Universal themes for global advertising
One of the expected advantages of globalisation – global positioning and advertising – has not proved to be attainable on the scale anticipated. Even where it has been possible to position a product or service on an international basis, real difficulties have been encountered with cross-border advertising.
There are two reasons for this. First, the communications infrastructure and technology are not the same in all countries. For example, toll-free telephone numbers are widely used for direct response marketing, but these are not available in all countries.
Similarly, e-mail and Internet addresses are increasingly popular, but the level of access to personal computers varies widely between countries Where literacy is low, broadcast media are more popular than print, and where income levels are low, radio plays a more important role.
The second reason again relates to cultural differences between countries. Although there are some potential advantages from standardised advertising, most professionals believe that advertising is the most difficult marketing element to standardise, and that culture is all-pervasive.
Culture is believed to influence advertising in four ways: choice of the advertising theme; connotation of words and symbols; interpretation of pictorial conventions; and media selection. In the context of consumer behaviour, some products are more culture-bound than others.
So it is easier to standardise the advertising of products that touch on universal emotional themes, such as beauty, love and fear, and which transcend cultural boundaries. Therefore, standardised advertising can be used for perfume but not for women’s clothing, which is highly culture-specific
Marketing as the process of managing the mix of product, price, place and promotion was well suited to the era of mass production. As market-place power shifted from the supplier to the customer, however, the philosophy of marketing as a series of transactions was seen to be inadequate.
A more personalised approach was needed, to reflect this shift in power, and relationship marketing was born. Its advocates claim that it represents a new marketing paradigm. This is not entirely correct – there are many marketing transactions that are not suited to a relationship approach – but in the key areas of business-to-business and consumer marketing the relationship approach has transformed marketing practice.
Within consumer markets, we have seen a massive growth since the early 1990s of relationship-inducing tactics such as loyalty schemes, customer care/opinion/help lines, forums on corporate websites, targeted mail, corporate magazines, and owners’ clubs. The growth has been so extensive for many of these tactics that in the UK some corporate magazines exceed the circulation figures of many established magazine titles.
Many people belong to at least one loyalty scheme and most major retailers run some form of loyalty scheme.

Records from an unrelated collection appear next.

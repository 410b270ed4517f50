// Copyright 2020 The Jujutsu Authors
//
// Licensed under the Apache License, Version 2.0 (the "License");
// you may not use this file except in compliance with the License.
// You may obtain a copy of the License at
//
// https://www.apache.org/licenses/LICENSE-2.0
//
// Unless required by applicable law or agreed to in writing, software
// distributed under the License is distributed on an "AS IS" BASIS,
// WITHOUT WARRANTIES OR CONDITIONS OF ANY KIND, either express or implied.
// See the License for the specific language governing permissions and
// limitations under the License.

//! The merge planner (spec §4.6): from a requested revision range and the
//! target's existing mergeinfo, computes the minimal set of sub-ranges that
//! still need to be applied.

use crate::rangelist::{Range, RangeList};
use crate::revnum::Revnum;

/// Whether a plan merges forward (`rev1 < rev2`) or rolls back
/// (`rev1 > rev2`).
#[derive(Clone, Copy, PartialEq, Eq, Debug)]
pub enum Direction {
    Forward,
    Rollback,
}

/// One sub-range the driver should diff and apply: `source@start` to
/// `source@end`, in the literal sense of spec §4.7 step 2 ("a tree diff
/// between `source@r.start` and `source@r.end`"). For a rollback plan,
/// `start > end`: the diff runs backwards, from the later revision to the
/// earlier one, per §4.1's `Reverse`.
#[derive(Clone, Copy, PartialEq, Eq, Debug)]
pub struct PlanRange {
    pub start: Revnum,
    pub end: Revnum,
    pub inheritable: bool,
}

/// The computed plan: zero or more [`PlanRange`]s, already ordered for the
/// driver to apply (spec §5: ascending by the *original* requested
/// revisions, regardless of direction — a rollback plan's ranges are
/// individually reversed, but the sequence itself is not).
#[derive(Clone, Debug)]
pub struct MergePlan {
    pub direction: Direction,
    pub ranges: Vec<PlanRange>,
}

impl MergePlan {
    fn empty(direction: Direction) -> Self {
        MergePlan { direction, ranges: Vec::new() }
    }

    /// "A plan of zero ranges means nothing to do."
    pub fn is_noop(&self) -> bool {
        self.ranges.is_empty()
    }
}

/// Computes the plan for merging `[rev1, rev2]` (`rev1 == rev2` is a no-op;
/// `rev1 < rev2` merges forward, `rev1 > rev2` rolls back).
///
/// `source_self_claim` is the rangelist the *source* repository's own
/// mergeinfo already claims for the target path — subtracted from the naive
/// requested range first, to guard against re-merging history the source
/// imported back from the target (spec §9 item 4, "reflective-merge
/// subtraction"). `target_rangelist` is the target's current mergeinfo entry
/// for the source path (`M`, looked up at the source-relative path).
///
/// Both rangelists may be empty (no prior claim / no prior merges).
pub fn plan(
    rev1: Revnum,
    rev2: Revnum,
    source_self_claim: &RangeList,
    target_rangelist: &RangeList,
) -> MergePlan {
    if rev1 == rev2 {
        return MergePlan::empty(Direction::Forward);
    }
    let direction = if rev1 < rev2 { Direction::Forward } else { Direction::Rollback };

    let lo = rev1.min(rev2).as_u64().expect("plan() requires valid revisions") as i64;
    let hi = rev1.max(rev2).as_u64().expect("plan() requires valid revisions") as i64;
    // `[rev1, rev2]` names the revision *before* the first change to merge
    // and the last one to include (the usual "-rN:M" convention: merges
    // whatever was committed after N, up through M). So the naive requested
    // rangelist covers `lo+1 ..= hi`, never `lo` itself — which matters when
    // `lo` is revision 0, the empty initial revision that can never be the
    // source of a merge.
    let naive = RangeList::from_ranges([Range::new(lo + 1, hi + 1, true).expect("lo < hi")]);

    let requested = naive.difference(source_self_claim, false);
    let remaining = match direction {
        Direction::Forward => requested.difference(target_rangelist, false),
        Direction::Rollback => requested.intersection(target_rangelist),
    };

    let ranges = remaining
        .ranges()
        .iter()
        .map(|r| to_plan_range(*r, direction))
        .collect();
    MergePlan { direction, ranges }
}

/// Converts a canonical rangelist range (revisions `[start, end)`, i.e. the
/// inclusive revisions `start ..= end - 1`) into the pair of repository
/// snapshots the driver diffs between: one revision before the first merged
/// revision, and the last merged revision itself. For a rollback, these are
/// swapped (spec §4.1 `Reverse`: "flip the sequence order and swap each
/// range's start and end").
fn to_plan_range(r: Range, direction: Direction) -> PlanRange {
    let before_first = (r.start - 1).max(0) as u64;
    let last = (r.end - 1) as u64;
    match direction {
        Direction::Forward => PlanRange {
            start: Revnum::new(before_first),
            end: Revnum::new(last),
            inheritable: r.inheritable,
        },
        Direction::Rollback => PlanRange {
            start: Revnum::new(last),
            end: Revnum::new(before_first),
            inheritable: r.inheritable,
        },
    }
}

Although such schemes are not a new concept, their scale and prevalence have increased dramatically in just a few years across several industries.
There are several aims to such schemes, one of which is to increase the attractiveness of being loyal to an organisation. To achieve this, customers are rewarded for their loyalty and the information they provide about their lifestyles and purchasing habits. Unlike ad hoc sales promotions, where customers tend to revert to their pre-promotion behaviour, these schemes aim to ‘lock’ customers in.
Increasing repeat purchase loyalty can allow the formation of closer relationships with customers as the firm becomes more knowledgeable about consumer needs and wants. This can ultimately lead to increased customer satisfaction and reduced costs for the organisation. Additional benefits to organisations include protection from competition by the scheme acting as another barrier to entry to the market and an increased certainty of future income through loyalty, which may have shareholder value.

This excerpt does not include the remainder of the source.